Lutte contre la pauvreté ou aide aux plus démunis ? Bruxelles veut consacrer 2,5 milliards d’euros à la lutte contre la pauvreté. 116 millions de personnes menacées de pauvreté. Des inquiétudes et incertitudes pèsent déjà sur cette « réforme ». Mise à jour

La Commission européenne a proposé mercredi 24 octobre la création d’un fonds d’aide pour les millions d’Européens pauvres au sein de l’Union, qui serait doté de quelque 2,5 milliards d’euros jusqu’en 2020. Ce fonds, proposé dans le cadre du projet de budget pluriannuel pour la période 2014-2020, en cours de négociation, doit être approuvé par les Etats membres et par le Parlement européen. Il permettrait de fournir une aide alimentaire aux plus pauvres, mais aussi des vêtements et des biens de première nécessité aux sans-abri et aux enfants dans les situations de « privation matérielle ». Dans le cadre de programmes nationaux, le fonds supporterait 85 % du coût de l’aide, et les Etats membres prendraient en charge 15 %. Il s’agit donc plus d’une aide aux plus démunis qu’à proprement parler un instrument de lutte contre la pauvreté qui aiderait les personnes à sortir de la pauvreté. Passée la satisfaction à l’annonce commencent à apparaître des inquiétudes.

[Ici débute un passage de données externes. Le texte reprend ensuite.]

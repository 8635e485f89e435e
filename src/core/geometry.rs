use serde::{Deserialize, Serialize};

use crate::core::{DataPoint, LinearScale};

/// Vertex in pixel coordinates.
#[derive(Debug, Clone, Copy, PartialEq, Serialize, Deserialize)]
pub struct Vertex {
    pub x: f64,
    pub y: f64,
}

impl Vertex {
    #[must_use]
    pub const fn new(x: f64, y: f64) -> Self {
        Self { x, y }
    }

    #[must_use]
    pub fn is_finite(self) -> bool {
        self.x.is_finite() && self.y.is_finite()
    }
}

/// Backend-agnostic path: vertices joined by straight segments.
///
/// `closed` paths are filled; open paths are stroked.
#[derive(Debug, Clone, PartialEq, Serialize, Deserialize)]
pub struct PathDescription {
    pub vertices: Vec<Vertex>,
    pub closed: bool,
}

impl PathDescription {
    #[must_use]
    pub fn open(vertices: Vec<Vertex>) -> Self {
        Self {
            vertices,
            closed: false,
        }
    }

    #[must_use]
    pub fn closed(vertices: Vec<Vertex>) -> Self {
        Self {
            vertices,
            closed: true,
        }
    }

    /// Straight segment between two pixel positions.
    #[must_use]
    pub fn segment(x1: f64, y1: f64, x2: f64, y2: f64) -> Self {
        Self::open(vec![Vertex::new(x1, y1), Vertex::new(x2, y2)])
    }

    #[must_use]
    pub fn len(&self) -> usize {
        self.vertices.len()
    }

    #[must_use]
    pub fn is_empty(&self) -> bool {
        self.vertices.is_empty()
    }

    #[must_use]
    pub fn first(&self) -> Option<Vertex> {
        self.vertices.first().copied()
    }

    #[must_use]
    pub fn last(&self) -> Option<Vertex> {
        self.vertices.last().copied()
    }
}

/// Maps one sample into pixel space.
#[must_use]
pub fn project_point(point: DataPoint, x_scale: LinearScale, y_scale: LinearScale) -> Vertex {
    Vertex::new(x_scale.map(point.x), y_scale.map(point.y))
}

/// One vertex per sample, in series order.
///
/// A single sample yields a one-vertex path, i.e. a zero-length stroke.
#[must_use]
pub fn project_polyline(
    points: &[DataPoint],
    x_scale: LinearScale,
    y_scale: LinearScale,
) -> PathDescription {
    PathDescription::open(
        points
            .iter()
            .map(|point| project_point(*point, x_scale, y_scale))
            .collect(),
    )
}

/// Closes `polyline` against the `y = 0` baseline.
///
/// Appends `(last.x, y(0))` and `(first.x, y(0))` so the polygon runs down
/// from the last sample and back across to the first one.
#[must_use]
pub fn project_filled_region(polyline: &PathDescription, y_scale: LinearScale) -> PathDescription {
    let (Some(first), Some(last)) = (polyline.first(), polyline.last()) else {
        return PathDescription::closed(Vec::new());
    };

    let baseline_y = y_scale.map(0.0);
    let mut vertices = Vec::with_capacity(polyline.len() + 2);
    vertices.extend(polyline.vertices.iter().copied());
    vertices.push(Vertex::new(last.x, baseline_y));
    vertices.push(Vertex::new(first.x, baseline_y));
    PathDescription::closed(vertices)
}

« Nous avons besoin, au niveau européen, de nouveaux mécanismes de solidarité et de ressources appropriées pour aider les personnes défavorisées et les pauvres qui, souvent, vivent dans une situation de réelle urgence sociale », a expliqué le président de la commission, José Manuel Barroso.

Le nouveau fonds devrait faire partie des fonds de cohésion, une des deux grandes enveloppes du budget européen avec la politique agricole commune (PAC). L’aide alimentaire européenne est actuellement intégrée au budget de la PAC. Or, selon une décision de la justice européenne, elle n’est plus en conformité avec la loi européenne et il faut la réformer avant fin 2013. (Cf. Nea say pour l’historique du dossier)

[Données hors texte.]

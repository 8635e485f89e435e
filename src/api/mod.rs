mod axis_scene_builder;
mod caption_controller;
mod chart_config;
mod chart_model;
mod data_controller;
mod element_handles;
mod engine;
mod engine_init;
mod engine_snapshot;
mod goal_controller;
mod layer_controller;
mod scale_coordinator;
mod series_scene_coordinator;
mod state_commit;

pub use chart_config::LineChartConfig;
pub use engine::LineChart;
pub use engine_snapshot::{ChartSnapshot, LayerVisibility};
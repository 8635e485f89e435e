use crate::core::{PathDescription, Vertex};
use crate::error::ChartResult;
use crate::render::{
    ElementHandle, PathStyle, Scene, SceneElement, Surface, TextExtent, TextStyle,
};

/// Average glyph advance as a fraction of the font size.
const GLYPH_WIDTH_RATIO: f64 = 0.6;

/// Headless surface used by tests and server-side chart state.
///
/// It keeps a validated retained scene and measures text with fixed-advance
/// metrics so layouts are deterministic across machines.
#[derive(Debug, Default)]
pub struct NullSurface {
    scene: Scene,
    pub draw_calls: usize,
    pub remove_calls: usize,
}

impl NullSurface {
    #[must_use]
    pub fn new() -> Self {
        Self::default()
    }

    #[must_use]
    pub fn scene(&self) -> &Scene {
        &self.scene
    }

    #[must_use]
    pub fn element(&self, handle: ElementHandle) -> Option<&SceneElement> {
        self.scene.get(handle)
    }

    #[must_use]
    pub fn measure(text: &str, font_size_px: f64) -> TextExtent {
        let chars = text.chars().count() as f64;
        TextExtent::new(chars * font_size_px * GLYPH_WIDTH_RATIO, font_size_px)
    }

    fn insert(&mut self, element: SceneElement) -> ChartResult<ElementHandle> {
        let handle = self.scene.insert(element)?;
        self.draw_calls += 1;
        Ok(handle)
    }
}

impl Surface for NullSurface {
    fn draw_path(
        &mut self,
        path: &PathDescription,
        style: &PathStyle,
    ) -> ChartResult<ElementHandle> {
        self.insert(SceneElement::Path {
            path: path.clone(),
            style: *style,
        })
    }

    fn draw_circle(
        &mut self,
        center: Vertex,
        radius: f64,
        style: &PathStyle,
    ) -> ChartResult<ElementHandle> {
        self.insert(SceneElement::Circle {
            center,
            radius,
            style: *style,
        })
    }

    fn draw_text(
        &mut self,
        anchor: Vertex,
        text: &str,
        style: &TextStyle,
    ) -> ChartResult<ElementHandle> {
        self.insert(SceneElement::Text {
            anchor,
            text: text.to_owned(),
            style: *style,
            extent: Self::measure(text, style.font_size_px),
        })
    }

    fn remove(&mut self, handle: ElementHandle) -> bool {
        self.remove_calls += 1;
        self.scene.remove(handle).is_some()
    }

    fn measure_text(&self, handle: ElementHandle) -> Option<TextExtent> {
        self.scene.text_extent(handle)
    }
}
use thiserror::Error;

pub type ChartResult<T> = Result<T, ChartError>;

#[derive(Debug, Error)]
pub enum ChartError {
    #[error("invalid viewport size: width={width}, height={height}")]
    InvalidViewport { width: u32, height: u32 },

    #[error("invalid data: {0}")]
    InvalidData(String),

    #[error("surface backend failure: {0}")]
    Surface(String),
}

Certains Etats comme l’Allemagne, la Suède ou le Royaume-Uni étaient opposés à l’idée même d’une aide alimentaire de solidarité européenne, considérant que ce type de programme devait être géré au niveau national. Un compromis négocié entre l’ancien gouvernement français et l’Allemagne avait permis à titre transitoire le maintien du programme en 2012 et 2013. Mais en échange de son feu vert à cette solution transitoire, Berlin avait réclamé la fin du programme à compter de 2014.A cette occasion le président de la Commission , José Manuel Barroso, Dacian Ciolos, commissaire à l’Agriculture et le président Nicolas Sarkozy, son ministre de l’Agriculture Bruno Lemaire, se sont battus farouchement en toutes circonstances pour que le programme soit prolongé avec l’appui du Parlement européen et son intergroupe lutte contre la pauvreté et l’exclusion sociale.

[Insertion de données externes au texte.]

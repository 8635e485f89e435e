use crate::core::{DataPoint, LinearScale, PathDescription, Tick, Viewport};
use crate::render::Surface;

use super::{LineChartConfig, chart_model::ChartModel, element_handles::ChartHandles};

/// Live line/area chart bound to one drawing surface.
///
/// Every mutation recomputes domains, scales, ticks and geometry in
/// dependency order, then swaps exactly the surface elements that changed.
/// The chart owns every handle it draws and never touches foreign elements.
pub struct LineChart<S: Surface> {
    pub(super) surface: S,
    pub(super) config: LineChartConfig,
    pub(super) model: ChartModel,
    pub(super) handles: ChartHandles,
}

impl<S: Surface> LineChart<S> {
    #[must_use]
    pub fn config(&self) -> &LineChartConfig {
        &self.config
    }

    #[must_use]
    pub fn viewport(&self) -> Viewport {
        self.model.viewport
    }

    /// Samples, sorted by x.
    #[must_use]
    pub fn points(&self) -> &[DataPoint] {
        self.model.series.points()
    }

    #[must_use]
    pub fn x_scale(&self) -> LinearScale {
        self.model.x_scale
    }

    #[must_use]
    pub fn y_scale(&self) -> LinearScale {
        self.model.y_scale
    }

    #[must_use]
    pub fn x_ticks(&self) -> &[Tick] {
        &self.model.x_ticks
    }

    #[must_use]
    pub fn y_ticks(&self) -> &[Tick] {
        &self.model.y_ticks
    }

    #[must_use]
    pub fn polyline(&self) -> &PathDescription {
        &self.model.polyline
    }

    #[must_use]
    pub fn filled_region(&self) -> &PathDescription {
        &self.model.filled_region
    }

    /// Current goal value; `None` while goal display is off.
    #[must_use]
    pub fn goal(&self) -> Option<f64> {
        self.config.active_goal()
    }

    /// Number of point markers currently on the surface.
    #[must_use]
    pub fn dot_count(&self) -> usize {
        self.handles.dots.len()
    }

    #[must_use]
    pub fn surface(&self) -> &S {
        &self.surface
    }

    #[must_use]
    pub fn into_surface(self) -> S {
        self.surface
    }
}
//! Telemetry helpers for applications embedding `goal-line-chart`.
//!
//! The chart logs through `tracing` macros only. Hosts either call
//! `init_default_tracing` or install their own subscriber and filters.

/// Initializes a compact `tracing` subscriber when the `telemetry` feature is enabled.
///
/// The filter is read from `RUST_LOG` and falls back to `info`.
/// Returns `false` when the feature is disabled or a global subscriber was
/// already installed by the host application.
#[must_use]
pub fn init_default_tracing() -> bool {
    #[cfg(feature = "telemetry")]
    {
        let builder = tracing_subscriber::fmt()
            .with_env_filter(
                tracing_subscriber::EnvFilter::try_from_default_env()
                    .unwrap_or_else(|_| tracing_subscriber::EnvFilter::new("info")),
            )
            .with_target(false)
            .compact();

        return builder.try_init().is_ok();
    }

    #[cfg(not(feature = "telemetry"))]
    {
        false
    }
}
//! Server-rendered HTML shells.

pub mod views;
//! Cache key derivation.

use sha2::{Digest, Sha256};

/// Hex SHA-256 of a serialised page; the SSR cache key.
pub fn content_digest(payload: &[u8]) -> String {
    let mut hasher = Sha256::new();
    hasher.update(payload);
    hex::encode(hasher.finalize())
}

La part de la population de l’Union n’ayant pas les moyens de s’offrir un repas avec viande, volaille ou poisson (ou l’équivalent végétarien) un jour sur deux s’élevait à 8,7 % en 2010, soit plus de 43 millions de personnes, et les premiers chiffres disponibles pour 2011 indiquent une détérioration de la situation.

 

 

 

Au sein de l’UE, quelque 40 millions souffrent de « privation matérielle aiguë », c’est-à-dire dans l’impossibilité d’accéder à une quantité suffisante de denrées alimentaires de qualité appropriée. Quelque 116 millions de personnes sont menacées de pauvreté ou d’exclusion sociale. Selon des estimations, 4,1 millions de personnes étaient sans-abri en Europe en 2009-2010. Ce phénomène a augmenté récemment en raison de l’impact social de la crise économique et financière et de la hausse du chômage. Plus inquiétant encore, des familles avec enfants, les jeunes et les personnes issues de l’immigration sont de plus en plus nombreux parmi les sans-abri.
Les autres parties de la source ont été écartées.